Former soldiers say they were crowded naked into military jail cells in freezing temperatures and repeatedly sprayed with cold water as part of their prisoner of war training.

Military police investigation into events now under review after no action taken

Angelo Balanos, left, and Jeff Beamish are speaking out about their experiences in training at Canadian Forces Base Wainwright in 1984. (Submitted by Angelo Balanos, Jeff Beamish)

For the first time, former Canadian soldiers are speaking publicly about being tortured at the hands of the Canadian military during a prisoner of war training exercise in the 1980s.

The men say that in February 1984 they were among 33 young recruits who were stripped naked, crowded into small military jail cells with windows open, denied food and, for up to two days, repeatedly sprayed with cold water. For more than 40 hours they were forced to listen to loud rock music.

"I did experience torture at the hands of the Canadian Armed Forces," Jeffery Beamish, who lives in Orillia, Ont., says. "They allowed their battle school training to torture me through cold, through lack of food and through severities like being brought outside frozen and naked."

More than 30 years later, the men tell Go Public the experience still haunts them, especially after a military police investigation in 2015 failed to result in any action.

"This was ice cold water. This was cold as you could get.
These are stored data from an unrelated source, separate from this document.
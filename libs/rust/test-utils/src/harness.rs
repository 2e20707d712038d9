//! Deterministic property runner and ambient configuration.
//!
//! Test entry points should receive a [`Harness`] explicitly. The ambient
//! slot behind [`install_global_config`] exists for helpers that cannot be
//! handed one; it moves from unconfigured to configured once and keeps the
//! last written value.

use std::sync::{PoisonError, RwLock};

use meugrind_common::{HarnessError, TracingConfig, init_tracing};
use proptest::strategy::Strategy;
use proptest::test_runner::{TestCaseResult, TestRunner};

use crate::diagnostics::{DiagnosticsGuard, suppress_diagnostics};
use crate::matchers::Matchers;
use crate::run_config::{RunConfig, load_run_config};

static AMBIENT: RwLock<Option<RunConfig>> = RwLock::new(None);

/// Result of installing the ambient configuration.
#[derive(Debug, Clone, Copy, PartialEq, Eq)]
pub enum InstallOutcome {
    /// First installation in this process
    Installed,
    /// A different configuration was replaced
    Replaced,
    /// The same configuration was already installed
    Unchanged,
}

/// Register `config` as the ambient default. Last write wins.
pub fn install_global_config(config: RunConfig) -> InstallOutcome {
    let mut slot = AMBIENT.write().unwrap_or_else(PoisonError::into_inner);

    let outcome = match slot.as_ref() {
        None => InstallOutcome::Installed,
        Some(current) if *current == config => return InstallOutcome::Unchanged,
        Some(_) => InstallOutcome::Replaced,
    };

    tracing::debug!(
        seed = config.seed,
        num_runs = config.num_runs,
        verbose = config.verbose,
        ?outcome,
        "ambient run config installed"
    );
    *slot = Some(config);
    outcome
}

/// The ambient configuration, if one was installed.
#[must_use]
pub fn global_config() -> Option<RunConfig> {
    AMBIENT
        .read()
        .unwrap_or_else(PoisonError::into_inner)
        .clone()
}

/// Explicit handle on a run configuration.
#[derive(Debug, Clone, PartialEq, Eq)]
pub struct Harness {
    config: RunConfig,
}

impl Harness {
    /// Create a harness for `config`.
    #[must_use]
    pub const fn new(config: RunConfig) -> Self {
        Self { config }
    }

    /// Harness configured from the process environment.
    #[must_use]
    pub fn from_env() -> Self {
        Self::new(load_run_config())
    }

    /// Harness using the ambient configuration.
    ///
    /// When nothing is installed yet, the configuration is loaded from the
    /// environment and installed.
    #[must_use]
    pub fn from_global() -> Self {
        let config = global_config().unwrap_or_else(|| {
            let loaded = load_run_config();
            install_global_config(loaded.clone());
            loaded
        });
        Self::new(config)
    }

    /// The configuration this harness runs with.
    #[must_use]
    pub const fn config(&self) -> &RunConfig {
        &self.config
    }

    /// A test runner seeded from the configuration.
    ///
    /// Runners built from equal configurations generate identical inputs.
    #[must_use]
    pub fn runner(&self) -> TestRunner {
        TestRunner::new_with_rng(self.config.proptest_config(), self.config.rng())
    }

    /// Check that `test` holds for values drawn from `strategy`.
    ///
    /// # Errors
    ///
    /// Returns [`HarnessError::PropertyFailed`] carrying the seed and the
    /// minimal failing input when the property does not hold.
    pub fn check<S, F>(&self, strategy: &S, test: F) -> Result<(), HarnessError>
    where
        S: Strategy,
        F: Fn(S::Value) -> TestCaseResult,
    {
        let mut runner = self.runner();
        runner.run(strategy, test).map_err(|err| {
            tracing::warn!(seed = self.config.seed, error = %err, "property failed");
            HarnessError::property_failed(self.config.seed, err.to_string())
        })
    }

    /// Validity matchers bound to this configuration.
    #[must_use]
    pub fn matchers(&self) -> Matchers {
        Matchers::new(self.clone())
    }

    /// Suppress diagnostics for as long as the returned guard lives.
    pub fn suppress_diagnostics(&self) -> DiagnosticsGuard {
        suppress_diagnostics(&self.config)
    }

    /// Run a test suite under this configuration.
    ///
    /// Installs the configuration as the ambient default and, unless one
    /// exists, a global subscriber at the run's verbosity. Diagnostics are
    /// suppressed for the duration of `suite` and restored afterwards whether
    /// `suite` returns or unwinds.
    pub fn run<R>(&self, suite: impl FnOnce(&Self) -> R) -> R {
        init_tracing(&TracingConfig::for_verbosity(self.config.verbose));
        install_global_config(self.config.clone());
        tracing::info!(
            seed = self.config.seed,
            num_runs = self.config.num_runs,
            environment = %self.config.environment,
            "starting property suite"
        );

        let _diagnostics = self.suppress_diagnostics();
        suite(self)
    }
}
//! Property-based tests for the meugrind test harness.
//!
//! Runs under the harness's own configuration: `FAST_CHECK_SEED` and
//! `FAST_CHECK_NUM_RUNS` apply here too.

use meugrind_common::env_vars;
use meugrind_test_utils::*;
use proptest::prelude::*;
use proptest::strategy::ValueTree;

proptest! {
    #![proptest_config(load_run_config().proptest_config())]

    /// Absent or malformed seeds always resolve to 42.
    #[test]
    fn prop_malformed_seed_defaults(raw in prop::option::of("[^0-9]{0,12}")) {
        let pairs = raw.map(|r| vec![("FAST_CHECK_SEED", r)]).unwrap_or_default();
        prop_assert_eq!(load_run_config_from(&env_vars(pairs)).seed, 42);
    }

    /// Absent or malformed run counts always resolve to 100.
    #[test]
    fn prop_malformed_num_runs_defaults(raw in prop::option::of("[^0-9]{0,12}")) {
        let pairs = raw.map(|r| vec![("FAST_CHECK_NUM_RUNS", r)]).unwrap_or_default();
        prop_assert_eq!(load_run_config_from(&env_vars(pairs)).num_runs, 100);
    }

    /// Well-formed overrides are taken as-is.
    #[test]
    fn prop_numeric_overrides_applied(seed in any::<u64>(), runs in any::<u32>()) {
        let config = load_run_config_from(&env_vars(vec![
            ("FAST_CHECK_SEED", seed.to_string()),
            ("FAST_CHECK_NUM_RUNS", runs.to_string()),
        ]));
        prop_assert_eq!(config.seed, seed);
        prop_assert_eq!(config.num_runs, runs);
    }

    /// Verbose iff CI or VERBOSE is the literal "true"; only VERBOSE keeps
    /// diagnostics visible.
    #[test]
    fn prop_verbose_flags(
        ci in prop_oneof![Just("true".to_string()), "[a-z]{0,5}"],
        verbose in prop_oneof![Just("true".to_string()), "[a-z]{0,5}"],
    ) {
        let ci_on = ci == "true";
        let verbose_on = verbose == "true";
        let config = load_run_config_from(&env_vars(vec![("CI", ci), ("VERBOSE", verbose)]));

        prop_assert_eq!(config.verbose, ci_on || verbose_on);
        prop_assert_eq!(config.suppresses_diagnostics(), !verbose_on);
    }

    /// Generated entities are always accepted, typed or as JSON.
    #[test]
    fn prop_generated_entities_valid(record in entity_record_strategy()) {
        prop_assert!(record.validate().is_valid());
        prop_assert!(is_valid_entity(&record.to_json()).is_pass());
        prop_assert!(has_valid_sync_status(&record.to_json()).is_pass());
    }

    /// Any status outside the accepted set rejects the whole entity.
    #[test]
    fn prop_invalid_status_rejected(
        mut value in entity_json_strategy(),
        status in invalid_sync_status_strategy(),
    ) {
        value["syncStatus"] = serde_json::Value::String(status.clone());

        prop_assert!(!is_valid_entity(&value).is_pass());
        prop_assert!(!has_valid_sync_status(&value).is_pass());
        prop_assert_eq!(
            validate_entity(&value),
            Validity::Invalid(InvalidReason::UnknownSyncStatus(status))
        );
    }

    /// Status parsing agrees with the wire representation.
    #[test]
    fn prop_sync_status_round_trip(status in sync_status_strategy()) {
        prop_assert_eq!(status.as_str().parse::<SyncStatus>(), Ok(status));
    }

    /// Equal seeds yield equal runs.
    #[test]
    fn prop_seed_determines_sequence(seed in any::<u64>()) {
        let config = RunConfig::default().with_seed(seed).with_num_runs(5);
        let draw = |c: &RunConfig| {
            let mut runner = Harness::new(c.clone()).runner();
            (0..5)
                .map(|_| {
                    any::<u64>()
                        .new_tree(&mut runner)
                        .map(|tree| tree.current())
                        .unwrap_or_default()
                })
                .collect::<Vec<_>>()
        };
        prop_assert_eq!(draw(&config), draw(&config));
    }
}

#[test]
fn test_sync_status_examples() {
    for status in ["synced", "pending", "conflict"] {
        has_valid_sync_status(&serde_json::json!({ "syncStatus": status })).assert_pass();
    }
    has_valid_sync_status(&serde_json::json!({ "syncStatus": "unknown" })).assert_fail();
}

#[test]
fn test_entity_examples() {
    is_valid_entity(&SampleEntity::synced().to_json()).assert_pass();
    is_valid_entity(&SampleEntity::archived_json()).assert_fail();
}

#[test]
fn test_suppression_survives_failing_test() {
    let capture = DiagnosticCapture::new();
    let _outer = capture.set_default();
    let config = RunConfig::default();

    let guard = suppress_diagnostics(&config);
    let failed = std::panic::catch_unwind(|| {
        tracing::warn!("suppressed warning");
        panic!("deliberate failure");
    });
    restore_diagnostics(guard);

    assert!(failed.is_err());
    assert_eq!(capture.count(), 0);

    tracing::info!("restored output");
    assert_eq!(capture.messages(), vec!["restored output".to_string()]);
}

#[test]
fn test_harness_check_with_generated_entities() -> anyhow::Result<()> {
    let harness = Harness::new(RunConfig::default().with_num_runs(25));
    harness.check(&entity_json_strategy(), |value| {
        prop_assert!(validate_entity(&value).is_valid());
        Ok(())
    })?;
    harness.matchers().is_valid_entity(&SampleEntity::pending().to_json()).into_result()?;
    Ok(())
}
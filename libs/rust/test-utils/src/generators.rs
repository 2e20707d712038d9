//! Shared proptest generators for entity-shaped test data.
//!
//! This module provides reusable generators for the sync domain types
//! validated by the matchers.

use chrono::{DateTime, Utc};
use proptest::prelude::*;
use serde_json::Value;

use crate::entity::{EntityRecord, SyncStatus};

/// Upper bound for generated timestamps (2100-01-01T00:00:00Z).
const MAX_TIMESTAMP_MILLIS: i64 = 4_102_444_800_000;

/// Generate accepted sync statuses.
pub fn sync_status_strategy() -> impl Strategy<Value = SyncStatus> {
    prop_oneof![
        Just(SyncStatus::Synced),
        Just(SyncStatus::Pending),
        Just(SyncStatus::Conflict),
    ]
}

/// Generate status strings outside {synced, pending, conflict}.
pub fn invalid_sync_status_strategy() -> impl Strategy<Value = String> {
    "[a-zA-Z_]{0,16}".prop_filter("must not be an accepted status", |s| {
        s.parse::<SyncStatus>().is_err()
    })
}

/// Generate non-empty entity identifiers.
pub fn entity_id_strategy() -> impl Strategy<Value = String> {
    "[a-z0-9][a-z0-9-]{0,35}"
}

/// Generate UTC timestamps with millisecond precision.
pub fn timestamp_strategy() -> impl Strategy<Value = DateTime<Utc>> {
    (0i64..MAX_TIMESTAMP_MILLIS)
        .prop_filter_map("timestamp out of range", DateTime::<Utc>::from_timestamp_millis)
}

/// Generate valid typed entities, `updated_at` never before `created_at`.
pub fn entity_record_strategy() -> impl Strategy<Value = EntityRecord> {
    (
        entity_id_strategy(),
        timestamp_strategy(),
        0i64..86_400_000,
        sync_status_strategy(),
    )
        .prop_map(|(id, created_at, delta_ms, sync_status)| {
            let updated_at = created_at + chrono::TimeDelta::milliseconds(delta_ms);
            EntityRecord {
                id,
                created_at,
                updated_at,
                sync_status,
            }
        })
}

/// Generate valid entities in their JSON form.
pub fn entity_json_strategy() -> impl Strategy<Value = Value> {
    entity_record_strategy().prop_map(|record| record.to_json())
}

#[cfg(test)]
mod tests {
    use super::*;
    use proptest::strategy::ValueTree;
    use proptest::test_runner::TestRunner;

    #[test]
    fn test_invalid_status_never_accepted() {
        let mut runner = TestRunner::default();
        for _ in 0..20 {
            let value = invalid_sync_status_strategy()
                .new_tree(&mut runner)
                .unwrap()
                .current();
            assert!(!["synced", "pending", "conflict"].contains(&value.as_str()));
        }
    }

    #[test]
    fn test_entity_ids_non_empty() {
        let mut runner = TestRunner::default();
        for _ in 0..20 {
            let value = entity_id_strategy().new_tree(&mut runner).unwrap().current();
            assert!(!value.is_empty());
            assert!(value.len() <= 36);
        }
    }

    #[test]
    fn test_record_timestamps_ordered() {
        let mut runner = TestRunner::default();
        for _ in 0..20 {
            let record = entity_record_strategy()
                .new_tree(&mut runner)
                .unwrap()
                .current();
            assert!(record.updated_at >= record.created_at);
        }
    }
}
The windows are open and you would be absolutely freezing," Beamish says.

"At points I just even stopped shivering, I was so cold."

Beamish and his fellow new recruit, Rodger Junkin, were both 19 years old when they found themselves forced into a prisoner of war training exercise on Canadian Forces Base Wainwright, 200 kilometres southeast of Edmonton.

"There was no room to sit down, no place to use the toilet," says Junkin, who grew up in Peterborough, Ont., and now lives in Alpirsbach, Germany.

"We had to urinate in cells or some guys had to take a dump right there, standing next to each other. There was no choice."

Rodger Junkin says he wants an apology from the government to know that they care about what happened to him and his fellow soldiers. (Rodger Junkin)

Angelo Balanos, then 23, had recently joined the Forces to serve Canada — and "pay back all the help we got growing up" in a poor, single-parent family in Windsor, Ont.

"They had music cranked up — Led Zeppelin, I think. I just remember the repetitiveness of the song over and over again for 40 hours straight," he says from his home in Burnaby, B.C.

"There's no other way to explain it but torture. And it didn't last for a couple hours…. To this day, I don't understand why they did this. It was just pure torture for no reason," Balanos says.

The men remember the instructors ripping up and burning the Canadian Charter of Rights and Freedoms, before telling the recruits they had no rights and would be kicked out of the military if they failed to complete the training.

Balanos is now off work and seeking treatment for PTSD, which he says was brought on by experiences during his military service. (CBC)

Now in their 50s, these former soldiers repressed the memories for years during and after their military careers, unable to talk about the experience. Since leaving the military some have struggled with work, had problems with relationships and are dealing with post-traumatic stress disorders.

"The ability to stand up for myself for the first part of my career, I lost that," Junkin says. "I didn't know what was right or wrong. That was taken from me. Later in life, I realized you can't do this to me."

Beamish was eventually diagnosed with major depression and PTSD linked to the events of 1984.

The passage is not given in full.